We are getting closer to Rabin-Miller primarility test and RSA. Our final prerequisites are involutions and avoiding elements, basic parts of elementary group theory.


  • Drapal, part 2.12
  • Wiki post on involutions in general.


Let G be a group, a,b\in G two of its elements. We say that a avoids b in G if a^i\neq b and b^i\neq a for every i\in\mathbb{Z}. Note that this condition is symmetric, i.e. a avoids b if and only if b avoids a. Realize that if G is cyclic with a generator g, then, by definition of cyclic group, there is no  b\in G such that g avoids b.

If g\in G is of order 2, then such g is said to be an involution. So, g\in G is an involution, if g^2=e and g\neq e. As an example, consider G=\mathbb{Z}_2(+). Then there is only one involution, namely a=1 (note that the order of 0 is 1, not 2).

Combining these two previous definitions, we can realize when it is the case that an element a avoids an involution u. Well, it happens if and only if a^i\neq e for every integer i (this condition is unchanged) and a\neq e (this condtitions is greatly reduced).


  • Let G=A \times B, where A,B are finite groups, (e,f)\in G. If the number of a\in A that avoids e in G is at least \alpha\cdot|A| for some \alpha\in\mathbb{R}, then the number of elements of G that avoids (e,f) is at least \alpha\cdot|G|=\alpha\cdot|A|\cdot|B|.
  • Let G=G_1\times\dots\times G_k. The order of a=(a_1,...,a_k)\in G is the lcm\Big( ord(a_1),...,ord(a_k)\Big).
  • Let p be a prime number, 1\leq k_1,...,k_r\in\mathbb{N}. Then an element a=(a_1,...,a_r)\in\mathbb{Z}_{p^{k_1}}\times\dots\times\mathbb{Z}_{p^{k_r}} is of order p^s, where s=max\Big(k_1-v_p(a_1),...,k_r-v_p(r)\Big).
  • Suppose we have some naturals k_1\geq\dots\geq k_r\geq 1, where r\geq 2. An element a=(2^{k_1-1},...,2^{k_r-1}) is an involution in G=\mathbb{Z}_{2^{k_1}}\times\dots\times\mathbb{Z}_{2^{k_r}}. The number of elements g\in G that avoid a is at least \frac{|G|}{2}.


Example 1:

What are the elements of G=Z_6 that avoid an element a=4?


Use the definition of avoiding and proceed case-by-case:

  • 0: 3\cdot 4\equiv 0 – not avoiding;
  • 1: 4\cdot 1\equiv 4 – not avoiding;
  • 2: 2\cdot 2\equiv 4 – not avoiding;
  • 3: Multiples of 3 modulo 6 are 0 and 3, so no 4. Multiples of 4 modulo 6 are 0, 4, and 2, so no 3. It follows that 3 avoids 4 in G.
  • 4: 1\cdot 4\equiv 4 – not avoiding;
  • 5: 2\cdot 5\equiv 4 – not avoiding.

Therefore, 3 is the only element that avoids 4 in G.

Example 2:

Determine all involutions in G=\mathbb{Z}_4(+)?
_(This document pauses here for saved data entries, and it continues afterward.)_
//! Subcommand routing.
//!
//! Responsibilities:
//! - Route parsed CLI arguments to the appropriate command handler.
//! - Map results and error categories onto structured exit codes.
//!
//! Does NOT handle:
//! - CLI structure definitions (see `args` module).

use keyroute_engine::{FormatError, GestureError};

use crate::args::{Cli, Commands};
use crate::commands;
use crate::error::ExitCode;

/// Dispatch the parsed CLI to its handler and reduce the result to an
/// exit code.
pub fn run_command(cli: Cli) -> ExitCode {
    let result = match cli.command {
        Commands::Commands {
            ref owner,
            with_gestures,
        } => commands::list::run(owner.as_deref(), with_gestures, &cli.output).map(|_| true),
        Commands::Convert { ref input } => {
            commands::convert::run(input, &cli.output).map(|_| true)
        }
        Commands::Simulate {
            ref script,
            verbose,
        } => commands::simulate::run(script, verbose),
        Commands::Interactive { ref overrides } => {
            commands::interactive::run(overrides.as_deref()).map(|_| true)
        }
    };

    match result {
        Ok(true) => ExitCode::Success,
        Ok(false) => ExitCode::ScenarioMismatch,
        Err(e) => {
            eprintln!("error: {:#}", e);
            exit_code_for(&e)
        }
    }
}

/// Categorize an error chain into an exit code.
fn exit_code_for(error: &anyhow::Error) -> ExitCode {
    for cause in error.chain() {
        if cause.is::<FormatError>()
            || cause.is::<GestureError>()
            || cause.is::<keyroute_config::OverrideError>()
            || cause.is::<serde_json::Error>()
        {
            return ExitCode::InvalidInput;
        }
        if cause.is::<std::io::Error>() {
            return ExitCode::IoError;
        }
    }
    ExitCode::GeneralError
}
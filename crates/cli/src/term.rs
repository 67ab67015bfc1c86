//! Crossterm event adaptation.
//!
//! The engine defines its own key and modifier model; this module converts
//! crossterm's terminal events into engine input events for the
//! interactive mode. Keys crossterm reports that the engine has no notion
//! of (media keys, kitty-protocol extras) map to `None` and are ignored.

use crossterm::event::{KeyCode, KeyEvent, KeyModifiers};

use keyroute_engine::{InputEvent, Key, Modifiers};

fn modifiers_from(m: KeyModifiers) -> Modifiers {
    let mut modifiers = Modifiers::empty();
    if m.contains(KeyModifiers::CONTROL) {
        modifiers |= Modifiers::CONTROL;
    }
    if m.contains(KeyModifiers::ALT) {
        modifiers |= Modifiers::ALT;
    }
    if m.contains(KeyModifiers::SHIFT) {
        modifiers |= Modifiers::SHIFT;
    }
    if m.contains(KeyModifiers::SUPER) {
        modifiers |= Modifiers::SUPER;
    }
    modifiers
}

/// Convert a crossterm key event into an engine input event.
pub fn input_event_from_key(event: KeyEvent) -> Option<InputEvent> {
    let key = match event.code {
        KeyCode::Char(' ') => Key::Space,
        KeyCode::Char(c) => Key::Char(c),
        KeyCode::F(n) => Key::F(n),
        KeyCode::Esc => Key::Esc,
        KeyCode::Enter => Key::Enter,
        KeyCode::Tab => Key::Tab,
        KeyCode::BackTab => Key::BackTab,
        KeyCode::Backspace => Key::Backspace,
        KeyCode::Delete => Key::Delete,
        KeyCode::Insert => Key::Insert,
        KeyCode::Home => Key::Home,
        KeyCode::End => Key::End,
        KeyCode::PageUp => Key::PageUp,
        KeyCode::PageDown => Key::PageDown,
        KeyCode::Up => Key::Up,
        KeyCode::Down => Key::Down,
        KeyCode::Left => Key::Left,
        KeyCode::Right => Key::Right,
        KeyCode::Menu => Key::Apps,
        _ => return None,
    };

    // Terminals report BackTab with SHIFT still set; the engine models the
    // pair as a single key.
    let mut modifiers = modifiers_from(event.modifiers);
    if key == Key::BackTab {
        modifiers -= Modifiers::SHIFT;
    }

    Some(InputEvent::key(key, modifiers))
}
We can proceed case-by-case and for every element we can determine its order

  • 0 is of order 1;
  • 1 is of order 4 (what makes G a cyclic group);
  • 2 is of order 2 and hence, an involution;
  • 3 is of order 4 (another generator).

Therefore, the only involution in G is the element 2.

Example 3:

What are all the involutions in G=\mathbb{Z}_3(+)?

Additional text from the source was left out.